[Saved entries]
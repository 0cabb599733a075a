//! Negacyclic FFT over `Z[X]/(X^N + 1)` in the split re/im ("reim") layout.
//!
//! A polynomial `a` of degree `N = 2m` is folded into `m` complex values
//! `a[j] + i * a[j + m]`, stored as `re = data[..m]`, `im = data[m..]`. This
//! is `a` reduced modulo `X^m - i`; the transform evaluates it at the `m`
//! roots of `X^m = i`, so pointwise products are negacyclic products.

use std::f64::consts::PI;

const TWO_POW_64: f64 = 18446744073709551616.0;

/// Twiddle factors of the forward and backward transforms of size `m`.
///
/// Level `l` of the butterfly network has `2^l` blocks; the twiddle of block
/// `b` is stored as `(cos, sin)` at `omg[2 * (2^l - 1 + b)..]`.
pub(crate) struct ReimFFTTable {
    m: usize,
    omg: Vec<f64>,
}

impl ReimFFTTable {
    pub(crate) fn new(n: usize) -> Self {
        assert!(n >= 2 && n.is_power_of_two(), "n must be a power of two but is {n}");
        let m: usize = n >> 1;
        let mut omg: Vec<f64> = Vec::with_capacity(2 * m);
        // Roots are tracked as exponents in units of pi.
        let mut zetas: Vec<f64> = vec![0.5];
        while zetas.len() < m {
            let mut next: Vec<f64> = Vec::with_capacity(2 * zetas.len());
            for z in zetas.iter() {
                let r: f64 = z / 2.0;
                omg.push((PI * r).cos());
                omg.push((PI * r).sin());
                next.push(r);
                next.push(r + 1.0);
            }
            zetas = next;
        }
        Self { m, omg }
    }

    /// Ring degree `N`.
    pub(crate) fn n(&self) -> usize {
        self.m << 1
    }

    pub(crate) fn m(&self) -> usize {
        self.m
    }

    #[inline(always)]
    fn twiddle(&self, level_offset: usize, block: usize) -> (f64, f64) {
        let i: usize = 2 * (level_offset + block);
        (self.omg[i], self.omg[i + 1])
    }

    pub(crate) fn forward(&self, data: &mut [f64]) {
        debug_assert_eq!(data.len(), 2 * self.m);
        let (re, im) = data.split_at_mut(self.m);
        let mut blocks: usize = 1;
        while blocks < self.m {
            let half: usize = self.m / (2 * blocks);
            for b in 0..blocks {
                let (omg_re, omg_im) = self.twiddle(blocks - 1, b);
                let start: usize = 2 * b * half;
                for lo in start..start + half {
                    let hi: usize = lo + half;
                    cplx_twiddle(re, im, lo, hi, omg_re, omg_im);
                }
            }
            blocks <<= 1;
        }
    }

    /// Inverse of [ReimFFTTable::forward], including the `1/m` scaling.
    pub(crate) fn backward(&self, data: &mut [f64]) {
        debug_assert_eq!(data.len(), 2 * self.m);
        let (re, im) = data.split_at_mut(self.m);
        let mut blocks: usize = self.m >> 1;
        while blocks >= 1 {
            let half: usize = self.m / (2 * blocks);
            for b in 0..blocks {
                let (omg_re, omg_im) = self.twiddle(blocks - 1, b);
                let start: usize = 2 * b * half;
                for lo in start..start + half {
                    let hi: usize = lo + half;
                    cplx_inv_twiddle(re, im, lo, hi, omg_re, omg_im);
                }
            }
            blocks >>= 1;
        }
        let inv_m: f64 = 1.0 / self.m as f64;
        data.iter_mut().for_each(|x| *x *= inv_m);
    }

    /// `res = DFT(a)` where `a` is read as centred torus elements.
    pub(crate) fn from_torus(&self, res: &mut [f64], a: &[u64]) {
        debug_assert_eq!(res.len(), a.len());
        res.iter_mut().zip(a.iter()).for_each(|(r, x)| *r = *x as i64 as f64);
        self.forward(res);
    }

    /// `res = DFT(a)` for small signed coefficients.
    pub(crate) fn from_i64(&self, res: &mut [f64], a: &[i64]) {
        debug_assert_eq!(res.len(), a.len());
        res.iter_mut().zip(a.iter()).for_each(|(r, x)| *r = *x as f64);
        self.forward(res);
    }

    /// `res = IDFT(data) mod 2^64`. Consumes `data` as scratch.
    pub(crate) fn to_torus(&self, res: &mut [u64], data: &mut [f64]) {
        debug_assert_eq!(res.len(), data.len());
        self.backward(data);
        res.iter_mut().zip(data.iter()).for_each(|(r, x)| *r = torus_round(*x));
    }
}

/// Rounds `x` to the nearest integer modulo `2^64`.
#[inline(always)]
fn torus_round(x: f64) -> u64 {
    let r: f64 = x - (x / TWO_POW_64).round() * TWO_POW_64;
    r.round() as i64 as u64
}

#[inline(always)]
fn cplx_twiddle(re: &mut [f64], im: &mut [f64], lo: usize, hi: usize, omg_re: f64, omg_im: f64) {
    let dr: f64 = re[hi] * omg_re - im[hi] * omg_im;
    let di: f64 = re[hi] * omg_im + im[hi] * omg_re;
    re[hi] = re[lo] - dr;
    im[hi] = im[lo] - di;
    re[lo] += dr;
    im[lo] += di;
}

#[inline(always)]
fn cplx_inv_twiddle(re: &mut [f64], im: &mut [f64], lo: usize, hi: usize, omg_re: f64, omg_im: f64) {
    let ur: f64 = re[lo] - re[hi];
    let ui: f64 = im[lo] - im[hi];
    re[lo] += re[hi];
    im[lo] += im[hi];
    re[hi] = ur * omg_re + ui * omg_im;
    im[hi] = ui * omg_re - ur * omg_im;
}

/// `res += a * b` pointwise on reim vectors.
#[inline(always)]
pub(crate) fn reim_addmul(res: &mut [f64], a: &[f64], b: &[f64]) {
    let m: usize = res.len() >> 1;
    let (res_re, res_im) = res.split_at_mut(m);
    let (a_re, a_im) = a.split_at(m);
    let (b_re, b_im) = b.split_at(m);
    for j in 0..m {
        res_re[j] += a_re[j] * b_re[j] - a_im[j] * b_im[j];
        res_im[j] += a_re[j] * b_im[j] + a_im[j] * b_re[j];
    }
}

§ ACTIVITY: Print the entries exactly.

§ EXPECTED OUTPUT:
repository 0cabb599733a075a
//! Negacyclic FFT over `Z[X]/(X^N + 1)` in the split re/im ("reim") layout.
//!
//! A polynomial `a` of degree `N = 2m` is folded into `m` complex values
//! `a[j] + i * a[j + m]`, stored as `re = data[..m]`, `im = data[m..]`. This
//! is `a` reduced modulo `X^m - i`; the transform evaluates it at the `m`
//! roots of `X^m = i`, so pointwise products are negacyclic products.

use std::f64::consts::PI;

const TWO_POW_64: f64 = 18446744073709551616.0;

/// Twiddle factors of the forward and backward transforms of size `m`.
///
/// Level `l` of the butterfly network has `2^l` blocks; the twiddle of block
/// `b` is stored as `(cos, sin)` at `omg[2 * (2^l - 1 + b)..]`.
pub(crate) struct ReimFFTTable {
    m: usize,
    omg: Vec<f64>,
}

impl ReimFFTTable {
    pub(crate) fn new(n: usize) -> Self {
        assert!(n >= 2 && n.is_power_of_two(), "n must be a power of two but is {n}");
        let m: usize = n >> 1;
        let mut omg: Vec<f64> = Vec::with_capacity(2 * m);
        // Roots are tracked as exponents in units of pi.
        let mut zetas: Vec<f64> = vec![0.5];
        while zetas.len() < m {
            let mut next: Vec<f64> = Vec::with_capacity(2 * zetas.len());
            for z in zetas.iter() {
                let r: f64 = z / 2.0;
                omg.push((PI * r).cos());
                omg.push((PI * r).sin());
                next.push(r);
                next.push(r + 1.0);
            }
            zetas = next;
        }
        Self { m, omg }
    }

    /// Ring degree `N`.
    pub(crate) fn n(&self) -> usize {
        self.m << 1
    }

    pub(crate) fn m(&self) -> usize {
        self.m
    }

    #[inline(always)]
    fn twiddle(&self, level_offset: usize, block: usize) -> (f64, f64) {
        let i: usize = 2 * (level_offset + block);
        (self.omg[i], self.omg[i + 1])
    }

    pub(crate) fn forward(&self, data: &mut [f64]) {
        debug_assert_eq!(data.len(), 2 * self.m);
        let (re, im) = data.split_at_mut(self.m);
        let mut blocks: usize = 1;
        while blocks < self.m {
            let half: usize = self.m / (2 * blocks);
            for b in 0..blocks {
                let (omg_re, omg_im) = self.twiddle(blocks - 1, b);
                let start: usize = 2 * b * half;
                for lo in start..start + half {
                    let hi: usize = lo + half;
                    cplx_twiddle(re, im, lo, hi, omg_re, omg_im);
                }
            }
            blocks <<= 1;
        }
    }

    /// Inverse of [ReimFFTTable::forward], including the `1/m` scaling.
    pub(crate) fn backward(&self, data: &mut [f64]) {
        debug_assert_eq!(data.len(), 2 * self.m);
        let (re, im) = data.split_at_mut(self.m);
        let mut blocks: usize = self.m >> 1;
        while blocks >= 1 {
            let half: usize = self.m / (2 * blocks);
            for b in 0..blocks {
                let (omg_re, omg_im) = self.twiddle(blocks - 1, b);
                let start: usize = 2 * b * half;
                for lo in start..start + half {
                    let hi: usize = lo + half;
                    cplx_inv_twiddle(re, im, lo, hi, omg_re, omg_im);
                }
            }
            blocks >>= 1;
        }
        let inv_m: f64 = 1.0 / self.m as f64;
        data.iter_mut().for_each(|x| *x *= inv_m);
    }

    /// `res = DFT(a)` where `a` is read as centred torus elements.
    pub(crate) fn from_torus(&self, res: &mut [f64], a: &[u64]) {
        debug_assert_eq!(res.len(), a.len());
        res.iter_mut().zip(a.iter()).for_each(|(r, x)| *r = *x as i64 as f64);
        self.forward(res);
    }

    /// `res = DFT(a)` for small signed coefficients.
    pub(crate) fn from_i64(&self, res: &mut [f64], a: &[i64]) {
        debug_assert_eq!(res.len(), a.len());
        res.iter_mut().zip(a.iter()).for_each(|(r, x)| *r = *x as f64);
        self.forward(res);
    }

    /// `res = IDFT(data) mod 2^64`. Consumes `data` as scratch.
    pub(crate) fn to_torus(&self, res: &mut [u64], data: &mut [f64]) {
        debug_assert_eq!(res.len(), data.len());
        self.backward(data);
        res.iter_mut().zip(data.iter()).for_each(|(r, x)| *r = torus_round(*x));
    }
}

/// Rounds `x` to the nearest integer modulo `2^64`.
#[inline(always)]
fn torus_round(x: f64) -> u64 {
    let r: f64 = x - (x / TWO_POW_64).round() * TWO_POW_64;
    r.round() as i64 as u64
}

#[inline(always)]
fn cplx_twiddle(re: &mut [f64], im: &mut [f64], lo: usize, hi: usize, omg_re: f64, omg_im: f64) {
    let dr: f64 = re[hi] * omg_re - im[hi] * omg_im;
    let di: f64 = re[hi] * omg_im + im[hi] * omg_re;
    re[hi] = re[lo] - dr;
    im[hi] = im[lo] - di;
    re[lo] += dr;
    im[lo] += di;
}

#[inline(always)]
fn cplx_inv_twiddle(re: &mut [f64], im: &mut [f64], lo: usize, hi: usize, omg_re: f64, omg_im: f64) {
    let ur: f64 = re[lo] - re[hi];
    let ui: f64 = im[lo] - im[hi];
    re[lo] += re[hi];
    im[lo] += im[hi];
    re[hi] = ur * omg_re + ui * omg_im;
    im[hi] = ui * omg_re - ur * omg_im;
}

/// `res += a * b` pointwise on reim vectors.
#[inline(always)]
pub(crate) fn reim_addmul(res: &mut [f64], a: &[f64], b: &[f64]) {
    let m: usize = res.len() >> 1;
    let (res_re, res_im) = res.split_at_mut(m);
    let (a_re, a_im) = a.split_at(m);
    let (b_re, b_im) = b.split_at(m);
    for j in 0..m {
        res_re[j] += a_re[j] * b_re[j] - a_im[j] * b_im[j];
        res_im[j] += a_re[j] * b_im[j] + a_im[j] * b_re[j];
    }
}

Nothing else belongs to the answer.